Re: IPC drop down on AMD epyc 7702P

From: K Prateek Nayak
Date: Mon May 05 2025 - 08:29:44 EST


Hello Vincent,

On 5/5/2025 3:58 PM, Vincent Guittot wrote:
On Wed, 30 Apr 2025 at 11:13, K Prateek Nayak<kprateek.nayak@xxxxxxx> wrote:
(+ more scheduler folks)

tl;dr

JB has a workload that hates aggressive migration on the 2nd Generation
EPYC platform that has a small LLC domain (4C/8T) and very noticeable
C2C latency.

Based on JB's observation so far, reverting commit 16b0a7a1a0af
("sched/fair: Ensure tasks spreading in LLC during LB") and commit
c5b0a7eefc70 ("sched/fair: Remove sysctl_sched_migration_cost
condition") helps the workload. Both those commits allow aggressive
migrations for work conservation except it also increased cache
misses which slows the workload quite a bit.
commit 16b0a7a1a0af ("sched/fair: Ensure tasks spreading in LLC
during LB") eases the spread of task inside a LLC so It's not obvious
for me how it would increase "a lot of CPU migrations go out of CCX,
then L3 miss,". On the other hand, it will spread task in SMT and in
LLC which can prevent running at highest freq on some system but I
don't know if it's relevant for this SoC.
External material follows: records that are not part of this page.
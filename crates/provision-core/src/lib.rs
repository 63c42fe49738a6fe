pub mod config;
mod db_file;
pub mod dispatcher;
pub mod driver;
pub mod error;
pub mod io;
pub mod operation;
pub mod paths;
pub mod payload;
pub mod queue;
pub mod resource;
pub mod retry;
pub mod runtime;
pub mod scheduler;
pub mod soft_delete;
pub mod store;
pub mod types;
pub mod worker;

pub use error::{ProvisionError, Result};
pub use runtime::Provisioner;
//! Operator recovery: retry, reschedule, soft-delete and stale-claim sweeps.

use crate::output::{print_json, print_table, short_id};
use provision_core::types::ResourceId;
use std::path::Path;
use std::time::Duration;

pub fn retry(root: &Path, resource: &str, json: bool) -> anyhow::Result<()> {
    let resource_id: ResourceId = super::parse_id(resource, "resource")?;
    let provisioner = super::open(root)?;
    let outcome = provisioner.retry_controller().retry_operation(resource_id)?;

    if json {
        print_json(&outcome)?;
        return Ok(());
    }
    let op = &outcome.operation;
    println!(
        "Re-opened {} [{}]: {}/{} tries",
        op.kind, op.id, op.try_count, op.max_try_count
    );
    println!("Enqueued batch {}", outcome.batch_id);
    Ok(())
}

pub fn reschedule(root: &Path, group: &str, json: bool) -> anyhow::Result<()> {
    let group_id: ResourceId = super::parse_id(group, "group")?;
    let provisioner = super::open(root)?;
    let outcome = provisioner
        .retry_controller()
        .reschedule_resource_group(group_id)?;

    if json {
        print_json(&outcome)?;
        return Ok(());
    }
    println!(
        "Rescheduled {} create operation(s) in batch {}",
        outcome.operations.len(),
        outcome.batch_id
    );
    for id in &outcome.operations {
        println!("  {}", short_id(id));
    }
    Ok(())
}

pub fn delete(root: &Path, resource: &str, actor: &str, json: bool) -> anyhow::Result<()> {
    let resource_id: ResourceId = super::parse_id(resource, "resource")?;
    let provisioner = super::open(root)?;
    let outcome = provisioner.soft_delete().mark_deleted(resource_id, actor)?;

    if json {
        print_json(&outcome)?;
        return Ok(());
    }
    if outcome.already_deleted {
        println!("Resource {resource_id} is already deleted; nothing to do.");
        return Ok(());
    }
    println!("Marked {resource_id} deleted by {actor}");
    if !outcome.children.is_empty() {
        println!("  {} group member(s) marked deleted", outcome.children.len());
    }
    if !outcome.aborted.is_empty() {
        println!("  {} pending operation(s) aborted", outcome.aborted.len());
    }
    if let Some(op) = outcome.delete_operation {
        let verb = if outcome.delete_created { "created" } else { "reused" };
        println!("  delete operation {verb}: {op}");
    }
    if let Some(batch) = outcome.batch_id {
        println!("  enqueued batch {batch}");
    }
    Ok(())
}

pub fn recover_stale(root: &Path, max_age_secs: Option<u64>, json: bool) -> anyhow::Result<()> {
    let provisioner = super::open(root)?;
    let max_age = max_age_secs
        .map(Duration::from_secs)
        .unwrap_or_else(|| provisioner.config().dispatcher.stale_claim_age());
    let recovered = provisioner.store().recover_stale(max_age)?;

    if json {
        print_json(&recovered)?;
        return Ok(());
    }
    if recovered.is_empty() {
        println!("No stale claims older than {}s.", max_age.as_secs());
        return Ok(());
    }
    let rows = recovered
        .iter()
        .map(|op| {
            vec![
                op.id.to_string(),
                short_id(op.resource_id),
                op.kind.to_string(),
                op.status.to_string(),
                format!("{}/{}", op.try_count, op.max_try_count),
            ]
        })
        .collect();
    print_table(&["ID", "RESOURCE", "KIND", "STATUS", "TRIES"], rows);
    Ok(())
}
I misspoke there. JB's workload seems to be sensitive even to core to
core migrations - "relax_domain_level=2" actually disabled newidle
balance above CLUSTER level which is a subset of MC on x86 and gets
degenerated into the SMT domain.


commit c5b0a7eefc70 ("sched/fair: Remove sysctl_sched_migration_cost
condition") makes newly idle migration happen more often which can
then do migrate tasks across LLC. But then It's more about why
enabling newly idle load balance out of LLC if it is so costly.

It seems to be very workload + possibly platform specific
characteristic where re-priming the cache is actually very costly.
I'm not sure if there are any other uarch factors at play here that
require repriming (branch prediction, prefetcher, etc.) after a task
migration to reach same IPC.

Essentially "relax_domain_level" gets the desired characteristic
where only the periodic balance will balance long-term imbalance
but as Libo mentioned the short term imbalances can build up
and using "relax_domain_level" might lead to other problems.

Short of pinning / more analysis of which part of migrations make
the workload unhappy, I couldn't think of a better way to
communicate this requirement.


"relax_domain_level" helps but cannot be set at runtime and I couldn't
think of any stable / debug interfaces that JB hasn't tried out
already that can help this workload.

There is a patch towards the end to set "relax_domain_level" at
runtime but given cpusets got away with this when transitioning to
cgroup-v2, I don't know what the sentiments are around its usage.
Any input / feedback is greatly appreciated.

--
Thanks and Regards,
Prateek